What to produce
From the listing below, copy each line that holds "reported".

Data records
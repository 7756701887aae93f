//! Signing and submission of meta-transaction batches.
//!
//! The fee path is decided once per submission: a deployed account with a
//! configured sponsor goes through the sponsored endpoint, anything else
//! pays for itself. A rejected submission is never retried on the other
//! path.

use std::fmt;
use std::sync::Arc;

use async_trait::async_trait;
use safeswap_chain::ChainReader;
use safeswap_session::Session;
use safeswap_types::{address, Address, MetaTransaction, RelayTask, Result, SwapError};
use tracing::{debug, info, instrument, warn};

use crate::batch::encode_batch;
use crate::{RelayFee, RelayRequest, RelayService, Relayer};

/// MultiSend (call-only) deployment shared by Gnosis chain and mainnet.
pub const DEFAULT_MULTISEND: Address = address!("40A2aCCbd92BCA938b02010E17A5b8929b49130D");

/// Relay fee policy.
#[derive(Clone)]
pub struct RelayPolicy {
    /// Enables the sponsored path for deployed accounts.
    pub sponsor_api_key: Option<String>,
    /// Token the self-funded path pays fees in; zero means native.
    pub fee_token: Address,
    pub multisend_address: Address,
}

impl Default for RelayPolicy {
    fn default() -> Self {
        Self {
            sponsor_api_key: None,
            fee_token: Address::ZERO,
            multisend_address: DEFAULT_MULTISEND,
        }
    }
}

impl fmt::Debug for RelayPolicy {
    fn fmt(&self, f: &mut fmt::Formatter<'_>) -> fmt::Result {
        f.debug_struct("RelayPolicy")
            .field("sponsor_api_key", &self.sponsor_api_key.as_ref().map(|_| "<redacted>"))
            .field("fee_token", &self.fee_token)
            .field("multisend_address", &self.multisend_address)
            .finish()
    }
}

/// Relayer backed by a relay service and a chain reader.
pub struct RelayClient {
    service: Arc<dyn RelayService>,
    chain: Arc<dyn ChainReader>,
    policy: RelayPolicy,
}

impl RelayClient {
    pub fn new(service: Arc<dyn RelayService>, chain: Arc<dyn ChainReader>, policy: RelayPolicy) -> Self {
        Self { service, chain, policy }
    }

    fn fee_for(&self, deployed: bool) -> RelayFee {
        match (&self.policy.sponsor_api_key, deployed) {
            (Some(key), true) => RelayFee::Sponsored { api_key: key.clone() },
            _ => RelayFee::SelfFunded { fee_token: self.policy.fee_token },
        }
    }
}

#[async_trait]
impl Relayer for RelayClient {
    #[instrument(skip_all, fields(account = %session.active_account, calls = batch.len()))]
    async fn submit(&self, session: &Session, batch: &[MetaTransaction]) -> Result<RelayTask> {
        let scope = session.scope();
        let signer = session.signer()?;
        let call = encode_batch(batch, self.policy.multisend_address)?;

        let deployed = self
            .chain
            .is_deployed(session.active_account)
            .await
            .map_err(|e| SwapError::Relay(format!("deployment check failed: {}", e)))?;
        let fee = self.fee_for(deployed);
        debug!(deployed, path = ?fee.path(), "selected relay path");

        scope.ensure_live()?;
        let signed = signer
            .sign_account_call(session.active_account, session.chain_id, &call)
            .await
            .map_err(|e| match e {
                SwapError::SessionClosed => e,
                other => SwapError::Relay(format!("signing failed: {}", other)),
            })?;
        scope.ensure_live()?;

        let path = fee.path();
        let request = RelayRequest {
            chain_id: session.chain_id,
            target: signed.target,
            data: signed.data,
            fee,
        };
        let task_id = self.service.submit(&request).await.map_err(|e| {
            warn!(?path, error = %e, "relay submission failed");
            e
        })?;

        info!(task_id = %task_id, ?path, "relay task submitted");
        Ok(RelayTask::pending(task_id, session.chain_id, path))
    }
}
//! In-process stand-ins for the wallet provider, used by tests across the
//! workspace.

use std::sync::atomic::{AtomicUsize, Ordering};
use std::sync::{Arc, Mutex};

use async_trait::async_trait;
use safeswap_types::{AccountCall, AccountSigner, Address, Result, SignedCall, SwapError};

use crate::{AccountFactory, AuthGrant, AuthProvider, Session};

/// Signer that echoes the call data back as the signed payload.
pub struct StaticSigner {
    owner: Address,
    reject: bool,
    signed: Mutex<Vec<AccountCall>>,
}

impl StaticSigner {
    pub fn new(owner: Address) -> Self {
        Self { owner, reject: false, signed: Mutex::new(Vec::new()) }
    }

    /// A signer whose user declines every signature request.
    pub fn rejecting(owner: Address) -> Self {
        Self { owner, reject: true, signed: Mutex::new(Vec::new()) }
    }

    pub fn signed(&self) -> Vec<AccountCall> {
        self.signed.lock().unwrap().clone()
    }
}

#[async_trait]
impl AccountSigner for StaticSigner {
    fn owner(&self) -> Address {
        self.owner
    }

    async fn sign_account_call(
        &self,
        account: Address,
        _chain_id: u64,
        call: &AccountCall,
    ) -> Result<SignedCall> {
        if self.reject {
            return Err(SwapError::Relay("user rejected signature".into()));
        }
        self.signed.lock().unwrap().push(call.clone());
        Ok(SignedCall { target: account, data: call.data.clone() })
    }
}

/// Auth provider that returns a fixed grant.
pub struct StaticAuth {
    owner: Address,
    accounts: Vec<Address>,
    reject: bool,
    sign_outs: AtomicUsize,
}

impl StaticAuth {
    pub fn new(owner: Address, accounts: Vec<Address>) -> Self {
        Self { owner, accounts, reject: false, sign_outs: AtomicUsize::new(0) }
    }

    pub fn rejecting() -> Self {
        Self { owner: Address::ZERO, accounts: vec![], reject: true, sign_outs: AtomicUsize::new(0) }
    }

    pub fn sign_outs(&self) -> usize {
        self.sign_outs.load(Ordering::SeqCst)
    }
}

#[async_trait]
impl AuthProvider for StaticAuth {
    async fn sign_in(&self, _chain_id: u64) -> Result<AuthGrant> {
        if self.reject {
            return Err(SwapError::Auth("user closed the login modal".into()));
        }
        Ok(AuthGrant {
            owner: self.owner,
            accounts: self.accounts.clone(),
            signer: Arc::new(StaticSigner::new(self.owner)),
        })
    }

    async fn sign_out(&self) -> Result<()> {
        self.sign_outs.fetch_add(1, Ordering::SeqCst);
        Ok(())
    }
}

/// Factory returning one fixed counterfactual address.
pub struct StaticFactory {
    address: Address,
    calls: AtomicUsize,
}

impl StaticFactory {
    pub fn new(address: Address) -> Self {
        Self { address, calls: AtomicUsize::new(0) }
    }

    pub fn calls(&self) -> usize {
        self.calls.load(Ordering::SeqCst)
    }
}

#[async_trait]
impl AccountFactory for StaticFactory {
    async fn counterfactual_address(&self, _owner: Address, _chain_id: u64) -> Result<Address> {
        self.calls.fetch_add(1, Ordering::SeqCst);
        Ok(self.address)
    }
}

/// A live Gnosis-chain session for `account` with a `StaticSigner`.
pub fn test_session(account: Address) -> Arc<Session> {
    test_session_with_signer(account, Arc::new(StaticSigner::new(Address::repeat_byte(0xee))))
}

pub fn test_session_with_signer(account: Address, signer: Arc<dyn AccountSigner>) -> Arc<Session> {
    let owner = signer.owner();
    Session::new(1, owner, 100, vec![account], account, signer)
}
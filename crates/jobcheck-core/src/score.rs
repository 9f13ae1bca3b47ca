//! Scores reported by the analysis backends.

use serde::{Deserialize, Serialize};

use crate::confidence::{CanonicalConfidence, normalize};

/// Which analysis produced a score.
#[derive(Debug, Clone, Copy, PartialEq, Eq, Hash, Serialize, Deserialize)]
#[serde(rename_all = "lowercase")]
pub enum SourceKind {
    /// Image model (random forest / CNN ensemble on the uploaded file).
    Image,
    /// Text classifier run on OCR output or user-corrected text.
    Text,
}

/// One confidence value from one analysis call.
#[derive(Debug, Clone, PartialEq, Serialize, Deserialize)]
pub struct Score {
    /// As reported: a fraction in `[0, 1]` or a percentage in `(1, 100]`.
    pub raw: f64,
    pub source_kind: SourceKind,
    /// Label the model attached, e.g. `genuine` or `fake`.
    pub prediction: Option<String>,
}

impl Score {
    pub fn image(raw: f64) -> Self {
        Self {
            raw,
            source_kind: SourceKind::Image,
            prediction: None,
        }
    }

    pub fn text(raw: f64) -> Self {
        Self {
            raw,
            source_kind: SourceKind::Text,
            prediction: None,
        }
    }

    pub fn with_prediction(mut self, prediction: impl Into<String>) -> Self {
        self.prediction = Some(prediction.into());
        self
    }

    pub fn canonical(&self) -> CanonicalConfidence {
        normalize(self.raw)
    }
}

Result of the task
//! Scores reported by the analysis backends.
    /// As reported: a fraction in `[0, 1]` or a percentage in `(1, 100]`.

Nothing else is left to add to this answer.